Eiern wrote:I'm very impressed with the high extracted and clean espressos I get from the Lagom Unimodals. I'm demoing the High Uniformity burrs now, installed them in the Lagom from today. I do prefer the EK with stock burrs for filter brews, the Lagom Unimodal was too clean, boring, little body and sweetness and complexity.
Out of curiosity Are these the true unimodal burrs or the new multi-purpose with the little flat surfaces?
The page is down now by the way. Good thing there's an image on reddit
Jonk wrote:Out of curiosity Are these the true unimodal burrs or the new multi-purpose with the little flat surfaces?
I have the standard brew burrs from SSP in my Super Jolly and the same unmodified ones in my friends Lagom, he ordered all three SSP sets.
I have ordered the new multipurpose/modified ones to come with my Lagom, so that I will have both and can use the ones I like the best.

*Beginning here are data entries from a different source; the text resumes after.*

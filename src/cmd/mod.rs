pub mod fetch;
pub mod push;
pub mod recalc;

use crate::modules::migration::MIGRATOR;
use anyhow::{Context, Result};
use sqlx::{postgres::Postgres, Pool};
use std::env;

/// Connects to the portal database and brings the engine-owned schema up to
/// date before any command runs.
pub async fn connect_pool() -> Result<Pool<Postgres>> {
    let database_url: String = env::var("DATABASE_URL").with_context(|| {
        let message = "DATABASE_URL must be configured.";
        tracing::error!(message);
        message
    })?;

    let pool: Pool<Postgres> = sqlx::postgres::PgPoolOptions::new()
        .max_connections(5)
        .connect(&database_url)
        .await
        .with_context(|| {
            let message = "Failed to create database connection pool.";
            tracing::error!(message);
            message
        })?;

    MIGRATOR.run(&pool).await?;

    Ok(pool)
}
pub mod judges;
pub mod migration;
pub mod recalc;
pub mod scoring;
pub mod stats;
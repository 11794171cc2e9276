mod cmd;
mod modules;
mod types;

use crate::cmd::{
    fetch::{self, FetchArgs},
    push::{self, PushArgs},
    recalc::{self, RecalcArgs},
};
use clap::{Parser, Subcommand};
use dotenvy::dotenv;
use std::{env, str::FromStr};
use tokio::runtime::Builder;
use tracing_subscriber::{
    filter::{EnvFilter, LevelFilter},
    fmt::{self, time::OffsetTime},
};

#[derive(Debug, Parser)]
#[command(name = "contest_tracker")]
#[command(about = "Contest performance aggregation engine")]
struct Cli {
    #[command(subcommand)]
    command: Commands,
}

#[derive(Debug, Subcommand)]
enum Commands {
    /// Fetch solve/upsolve stats from the judge platforms
    Fetch(FetchArgs),
    /// Ingest a VJudge contest payload
    Push(PushArgs),
    /// Recompute ranklist scores
    Recalc(RecalcArgs),
}

fn main() {
    dotenv().ok();

    let log_level = env::var("RUST_LOG").unwrap_or(String::from("info"));
    let filter = EnvFilter::builder()
        .with_default_directive(
            LevelFilter::from_str(&log_level)
                .expect("couldn't parse specified log level")
                .into(),
        )
        .from_env_lossy();
    let format = fmt::format()
        .with_level(true)
        .with_target(true)
        .with_ansi(false)
        .with_thread_ids(true)
        .with_timer(OffsetTime::local_rfc_3339().unwrap());
    let subscriber = tracing_subscriber::fmt()
        .with_env_filter(filter)
        .event_format(format)
        .finish();
    tracing::subscriber::set_global_default(subscriber).expect("failed to set tracing subscriber");

    let runtime = Builder::new_multi_thread().enable_all().build().unwrap();

    match Cli::parse().command {
        Commands::Fetch(args) => runtime.block_on(fetch::run(args)),
        Commands::Push(args) => runtime.block_on(push::run(args)),
        Commands::Recalc(args) => runtime.block_on(recalc::run(args)),
    }
    .expect("command failed");
}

The P100 product page said that the SSP High Uniformity would be the standard burr. It has variable RPM, auto detect off, and it has built in programmed speed ramp up at the end to empty burr retention for lower speed settings. It said 0.1g retention for both with or without RDT.
I agree that I'm sceptical that I could detect much difference between a blind and a burr with screw holes in the cup, the wholes are not in the finishing section, but it's a neater cleaner design and seems like a better way to do things. I expect it can be hard to get some magnetic burrs out as even the standard burrs in the Lagom P64 can be tricky enough.
STG wrote:A new company named Ozik is coming out with an 80mm grinder. Maybe it will be the one.
I've been following Ozik for what feels like a year now and I've given up hope seeing that thing anytime before 2022. It went from "they'll be available end of 2020!" in September to dodging every question under the sun regarding availability. I appreciate their design but they're spreading themselves so thin with four different grinder designs from the gate. Granted, there's a ton of overlap in terms of R&D, but manufacturing all that simultaneously for an upstart company just seems like a lot
masterpotatohead wrote:Whilst I like your optimism. Given that the P64 is already ~$1,500, seems like this will comfortably be in the $2-3K range.
$1800 US for the black one from the US importer Prima-Coffee. Going from 64mm to 98mm SSPs is already ~$300 alone, easily pushing it into 2k range as you mentioned. I'm guessing the goal is to fall just under 3k to outprice the flat max
foam2 wrote:Was there something posted? I didn't see anything from the link.
I have a Eureka Atom Pro and while I'd hesitate to call anything "end game," it's pretty good to excellent as a brew grinder, can do espresso and has 75mm burrs.
#19:
Postby coffeeOnTheBrain » replying to Amberale »
They stated a pretty wide range for rpm. So a gear reduction could not help much with transferring speed to torque.
I would assume they have a closed loop controller, for speed. This would enable the advertised auto shut off and smart purge with only a bit of additional effort. The complicated part here is the cascade controller, controlling voltage and current to enable max torque at any speed. Nailing the controller paramters for a changing load is really hard if you try to achieve a steady speed.
With the Weber EG1 you can hear the rpm going up and down during grinding.